Durch Eigenleistungen, auch Muskelhypothek genannt, kannst du zwar Geld sparen, aber nicht zwangsläufig den Eigenkapitalanteil senken. Du solltest dich dabei nicht überschätzen, denn du benötigst nicht nur die nötigen Fähigkeiten, sondern auch viel Zeit dafür. Im Zweifel wirst du jeden Abend und jedes Wochenende auf der Baustelle verbringen.

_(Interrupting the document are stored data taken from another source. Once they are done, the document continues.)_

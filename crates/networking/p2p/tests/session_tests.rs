//! Session-level tests driving a full handshake and message exchange over
//! an in-memory frame transport, with this side of the wire played by the
//! real stack and the remote side scripted by the test.

use std::{
    sync::{Arc, Mutex},
    time::Duration,
};

use bytes::Bytes;
use futures::StreamExt;
use tokio::time::timeout;

use ethwire_common::{
    H256, H512, U256,
    types::{BlockBody, BlockHash, BlockHeader, ForkId, ForkValidation, Receipt, Transaction},
};
use ethwire_rlp::{decode::RLPDecode, encode::RLPEncode};

use ethwire_p2p::{
    backend::{Discovery, SnapServer, SyncBackend, TxPoolHandle},
    node_stats::NodeStatsRegistry,
    rlpx::{
        eth::{
            blocks::{BlockHeaders, GetBlockHeaders, HashOrNumber},
            handler::EthHandlerFactory,
            status::StatusMessage,
        },
        message::RLPxMessage,
        multiplexer::{ProtocolRegistry, SessionMultiplexer},
        p2p::{Capability, DisconnectMessage, DisconnectReason, HelloMessage},
        session::{Direction, SessionEvent},
        snap::{
            AccountRange, ByteCodes, GetAccountRange, GetByteCodes, GetStorageRanges,
            GetTrieNodes, StorageRanges, TrieNodes, handler::SnapHandlerFactory,
        },
    },
    types::Node,
};

const TEST_TIMEOUT: Duration = Duration::from_secs(5);

// ── scripted remote peer ───────────────────────────────────────────────

struct RemotePeer {
    to_session: futures::channel::mpsc::UnboundedSender<Bytes>,
    from_session: futures::channel::mpsc::UnboundedReceiver<Bytes>,
    snappy: bool,
}

impl RemotePeer {
    fn send_frame(&mut self, code: u8, payload: &[u8]) {
        let payload = if self.snappy && code != 0 {
            let mut encoder = snap::raw::Encoder::new();
            let mut out = vec![0; snap::raw::max_compress_len(payload.len()) + 1];
            let size = encoder.compress(payload, &mut out).expect("compress");
            out.truncate(size);
            out
        } else {
            payload.to_vec()
        };
        let mut frame = Vec::new();
        code.encode(&mut frame);
        frame.extend_from_slice(&payload);
        self.to_session
            .unbounded_send(Bytes::from(frame))
            .expect("session alive");
    }

    fn send_message<M: RLPxMessage>(&mut self, code: u8, message: &M, eth66: bool) {
        let mut payload = Vec::new();
        if eth66 {
            message.encode66(&mut payload).expect("encode");
        } else {
            message.encode(&mut payload).expect("encode");
        }
        self.send_frame(code, &payload);
    }

    async fn recv_frame(&mut self) -> (u8, Vec<u8>) {
        loop {
            let frame = timeout(TEST_TIMEOUT, self.from_session.next())
                .await
                .expect("frame within timeout")
                .expect("transport open");
            let (code, payload) = u8::decode_unfinished(&frame).expect("frame id");
            // keepalive pings are not interesting to any scenario
            if code == 2 {
                continue;
            }
            let payload = if self.snappy && code != 0 {
                let mut decoder = snap::raw::Decoder::new();
                decoder.decompress_vec(payload).expect("decompress")
            } else {
                payload.to_vec()
            };
            return (code, payload);
        }
    }
}

// ── collaborator mocks ─────────────────────────────────────────────────

struct TestBackend;

impl SyncBackend for TestBackend {
    fn network_id(&self) -> u64 {
        1
    }

    fn genesis_hash(&self) -> BlockHash {
        BlockHash::from_low_u64_be(0xcafe)
    }

    fn total_difficulty(&self) -> U256 {
        U256::from(17_000)
    }

    fn head(&self) -> Option<BlockHeader> {
        Some(BlockHeader {
            number: 200,
            ..Default::default()
        })
    }

    fn is_synced(&self) -> bool {
        true
    }

    fn fork_id(&self) -> Option<ForkId> {
        Some(ForkId {
            fork_hash: ethwire_common::H32::from_low_u64_be(0xfeedbeef),
            fork_next: 0,
        })
    }

    fn validate_fork_id(&self, remote: ForkId) -> ForkValidation {
        if remote.fork_hash == ethwire_common::H32::from_low_u64_be(0xfeedbeef) {
            ForkValidation::Valid
        } else {
            ForkValidation::IncompatibleOrStale
        }
    }

    fn headers(
        &self,
        start: HashOrNumber,
        limit: u64,
        _skip: u64,
        _reverse: bool,
    ) -> Vec<BlockHeader> {
        let HashOrNumber::Number(start) = start else {
            return vec![];
        };
        (start..start + limit)
            .map(|number| BlockHeader {
                number,
                ..Default::default()
            })
            .collect()
    }

    fn bodies(&self, _hashes: Vec<BlockHash>) -> Vec<BlockBody> {
        vec![]
    }

    fn receipts(&self, _hashes: Vec<BlockHash>) -> Vec<Vec<Receipt>> {
        vec![]
    }

    fn node_data(&self, _hashes: Vec<H256>) -> Vec<Bytes> {
        vec![]
    }
}

struct TestTxPool;

impl TxPoolHandle for TestTxPool {
    fn add_peer(&self, _public_key: H512) {}
    fn remove_peer(&self, _public_key: H512) {}

    fn filter_unknown(&self, hashes: &[H256]) -> Vec<H256> {
        hashes.to_vec()
    }

    fn add_transactions(&self, _peer: H512, _transactions: Vec<Transaction>) {}

    fn pending_hashes(&self) -> Vec<H256> {
        vec![]
    }

    fn pooled_transactions(&self, _hashes: &[H256]) -> Vec<Transaction> {
        vec![]
    }
}

struct TestSnapServer;

impl SnapServer for TestSnapServer {
    fn account_range(&self, request: GetAccountRange) -> AccountRange {
        AccountRange {
            id: request.id,
            accounts: vec![],
            proof: vec![],
        }
    }

    fn storage_ranges(&self, request: GetStorageRanges) -> StorageRanges {
        StorageRanges {
            id: request.id,
            slots: vec![],
            proof: vec![],
        }
    }

    fn byte_codes(&self, request: GetByteCodes) -> ByteCodes {
        ByteCodes {
            id: request.id,
            codes: vec![],
        }
    }

    fn trie_nodes(&self, request: GetTrieNodes) -> TrieNodes {
        TrieNodes {
            id: request.id,
            nodes: vec![],
        }
    }
}

#[derive(Default)]
struct RecordingDiscovery {
    added: Mutex<Vec<Node>>,
}

impl Discovery for RecordingDiscovery {
    fn add_node(&self, node: Node) {
        self.added.lock().expect("lock").push(node);
    }
}

// ── harness ────────────────────────────────────────────────────────────

fn build_multiplexer(
    discovery: Arc<RecordingDiscovery>,
) -> (Arc<SessionMultiplexer>, NodeStatsRegistry) {
    let registry = Arc::new(ProtocolRegistry::new());
    let stats = NodeStatsRegistry::new();
    registry
        .register(Arc::new(EthHandlerFactory {
            backend: Arc::new(TestBackend),
            tx_pool: Arc::new(TestTxPool),
            stats: stats.clone(),
        }))
        .expect("register eth");
    registry
        .register(Arc::new(SnapHandlerFactory {
            server: Arc::new(TestSnapServer),
            stats: stats.clone(),
        }))
        .expect("register snap");

    let multiplexer = Arc::new(SessionMultiplexer::new(
        registry,
        stats.clone(),
        discovery,
        "ethwire/v0.1.0/test".to_string(),
        H512::from_low_u64_be(0xa11ce),
        30303,
    ));
    (multiplexer, stats)
}

fn remote_node() -> Node {
    Node::new(
        "127.0.0.1".parse().expect("ip"),
        40404,
        40404,
        H512::from_low_u64_be(0xb0b),
    )
}

fn start_session(
    multiplexer: &Arc<SessionMultiplexer>,
    node: Node,
) -> (RemotePeer, tokio::sync::broadcast::Receiver<SessionEvent>) {
    let (to_session_tx, to_session_rx) = futures::channel::mpsc::unbounded::<Bytes>();
    let (from_session_tx, from_session_rx) = futures::channel::mpsc::unbounded::<Bytes>();
    let events = multiplexer.subscribe();

    multiplexer
        .start_session(
            node,
            Direction::Inbound,
            to_session_rx.map(Ok::<Bytes, std::io::Error>),
            from_session_tx,
        )
        .expect("session started");

    (
        RemotePeer {
            to_session: to_session_tx,
            from_session: from_session_rx,
            snappy: false,
        },
        events,
    )
}

fn remote_hello(capabilities: Vec<Capability>, listen_port: u16) -> HelloMessage {
    HelloMessage::new(
        "other-client/v1".to_string(),
        capabilities,
        listen_port,
        H512::from_low_u64_be(0xb0b),
    )
}

async fn drive_handshake(remote: &mut RemotePeer) {
    // local Hello comes first, uncompressed
    let (code, payload) = remote.recv_frame().await;
    assert_eq!(code, 0);
    let hello = HelloMessage::decode(&payload).expect("local hello");
    assert!(
        hello
            .capabilities
            .iter()
            .any(|capability| capability.protocol == "eth" && capability.version == 66)
    );

    remote.send_message(
        0,
        &remote_hello(vec![Capability::eth(66), Capability::snap(1)], 40404),
        false,
    );
    // both ends agreed on p2p v5: compression from here on
    remote.snappy = true;
}

async fn exchange_status(remote: &mut RemotePeer) {
    // eth occupies ids 16.., Status is eth message 0
    let (code, payload) = remote.recv_frame().await;
    assert_eq!(code, 16);
    let status = StatusMessage::decode(&payload).expect("local status");
    assert_eq!(status.network_id, 1);
    assert_eq!(status.genesis, BlockHash::from_low_u64_be(0xcafe));
    let fork_id = status.fork_id.expect("eth/66 carries a fork id");

    let remote_status = StatusMessage::new(
        66,
        1,
        U256::from(17_000),
        BlockHash::from_low_u64_be(0xbeef),
        BlockHash::from_low_u64_be(0xcafe),
        Some(fork_id),
    );
    let mut payload = Vec::new();
    remote_status.encode(&mut payload).expect("encode");
    remote.send_frame(16, &payload);
}

// ── tests ──────────────────────────────────────────────────────────────

#[tokio::test]
async fn handshake_initializes_session_and_serves_headers() {
    let discovery = Arc::new(RecordingDiscovery::default());
    let (multiplexer, _stats) = build_multiplexer(discovery);
    let (mut remote, mut events) = start_session(&multiplexer, remote_node());

    drive_handshake(&mut remote).await;

    let event = timeout(TEST_TIMEOUT, events.recv())
        .await
        .expect("event within timeout")
        .expect("event");
    let SessionEvent::Initialized { capabilities, .. } = event else {
        panic!("expected Initialized, got {event:?}");
    };
    assert_eq!(
        capabilities,
        vec![Capability::eth(66), Capability::snap(1)]
    );

    exchange_status(&mut remote).await;

    // eth/66 header fetch: GetBlockHeaders is eth message 3 → absolute 19
    let request = GetBlockHeaders::new(7, HashOrNumber::Number(100), 5, 0, false);
    remote.send_message(19, &request, true);

    let (code, payload) = remote.recv_frame().await;
    assert_eq!(code, 20);
    let response = BlockHeaders::decode66(&payload).expect("headers response");
    assert_eq!(response.id, 7);
    assert_eq!(response.block_headers.len(), 5);
    assert_eq!(response.block_headers[0].number, 100);
    assert_eq!(response.block_headers[4].number, 104);
}

#[tokio::test]
async fn inbound_listen_port_is_offered_to_discovery() {
    let discovery = Arc::new(RecordingDiscovery::default());
    let (multiplexer, _stats) = build_multiplexer(discovery.clone());
    // the observed source port differs from the advertised listen port
    let mut node = remote_node();
    node.tcp_port = 54321;
    let (mut remote, _events) = start_session(&multiplexer, node);

    drive_handshake(&mut remote).await;

    let added = timeout(TEST_TIMEOUT, async {
        loop {
            if let Some(node) = discovery.added.lock().expect("lock").first().cloned() {
                return node;
            }
            tokio::time::sleep(Duration::from_millis(10)).await;
        }
    })
    .await
    .expect("node offered to discovery");
    assert_eq!(added.tcp_port, 40404);
}

#[tokio::test]
async fn no_common_capabilities_is_a_useless_peer() {
    let discovery = Arc::new(RecordingDiscovery::default());
    let (multiplexer, _stats) = build_multiplexer(discovery);
    let (mut remote, mut events) = start_session(&multiplexer, remote_node());

    let (code, _) = remote.recv_frame().await;
    assert_eq!(code, 0);
    remote.send_message(0, &remote_hello(vec![Capability::new("les", 4)], 40404), false);
    remote.snappy = true;

    let (code, payload) = remote.recv_frame().await;
    assert_eq!(code, 1);
    let disconnect = DisconnectMessage::decode(&payload).expect("disconnect");
    assert_eq!(disconnect.reason(), DisconnectReason::UselessPeer);

    let event = timeout(TEST_TIMEOUT, events.recv())
        .await
        .expect("event within timeout")
        .expect("event");
    assert!(matches!(
        event,
        SessionEvent::Disconnected {
            reason: DisconnectReason::UselessPeer,
            ..
        }
    ));
}

#[tokio::test]
async fn remote_disconnect_closes_the_session_and_throttles_redial() {
    let discovery = Arc::new(RecordingDiscovery::default());
    let (multiplexer, stats) = build_multiplexer(discovery);
    let node = remote_node();
    let (mut remote, mut events) = start_session(&multiplexer, node.clone());

    drive_handshake(&mut remote).await;
    // skip the Initialized event
    let _ = timeout(TEST_TIMEOUT, events.recv()).await.expect("event");

    let mut payload = Vec::new();
    DisconnectMessage::new(Some(DisconnectReason::TooManyPeers))
        .encode(&mut payload)
        .expect("encode");
    remote.send_frame(1, &payload);

    let event = timeout(TEST_TIMEOUT, events.recv())
        .await
        .expect("event within timeout")
        .expect("event");
    assert!(matches!(event, SessionEvent::Disconnected { .. }));

    // session table is cleaned up and the peer is throttled
    timeout(TEST_TIMEOUT, async {
        while multiplexer.session_count() != 0 {
            tokio::time::sleep(Duration::from_millis(10)).await;
        }
    })
    .await
    .expect("session removed");
    let (delayed, cause) = stats.stats_for(node.public_key).is_connection_delayed();
    assert!(delayed);
    assert!(cause.is_some());
}

#[tokio::test]
async fn snap_request_is_served_over_the_session() {
    let discovery = Arc::new(RecordingDiscovery::default());
    let (multiplexer, _stats) = build_multiplexer(discovery);
    let (mut remote, mut events) = start_session(&multiplexer, remote_node());

    drive_handshake(&mut remote).await;
    let _ = timeout(TEST_TIMEOUT, events.recv()).await.expect("event");
    exchange_status(&mut remote).await;

    // snap sits after eth: ids 33..41, GetAccountRange is snap message 0
    let request = GetAccountRange {
        id: 55,
        root_hash: H256::zero(),
        starting_hash: H256::zero(),
        limit_hash: H256::from([0xff; 32]),
        response_bytes: 50_000,
    };
    let mut payload = Vec::new();
    request.encode(&mut payload).expect("encode");
    remote.send_frame(33, &payload);

    let (code, payload) = remote.recv_frame().await;
    assert_eq!(code, 34);
    let response = AccountRange::decode(&payload).expect("account range");
    assert_eq!(response.id, 55);
}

Wenn die Laufzeit vorüber ist.

Die Zeit vergeht im Flug. Ob 5, 10 oder 15 Jahre: Irgendwann ist die Zinsbindungsfrist abgelaufen, aber du stehst vielleicht noch immer mit einem Restbetrag bei deiner Bank in der Kreide. Deswegen macht es sich bezahlt, diesen Tag schon früh zu planen. Wirst du eine Anschlussfinanzierung benötigen oder bist du in der Lage die Restschuld aus eigener Kraft in einem Stück abzulösen? Wenn du über die Kreditlaufzeit gut gewirtschaftet und Vermögen angespart hast, kannst du den Restbetrag vielleicht teilweise oder sogar komplett tilgen. Wenn nicht, bleibt entweder der gewinnbringende Verkauf oder ein neuer Kredit. Womit wir wieder oben angelangt wären.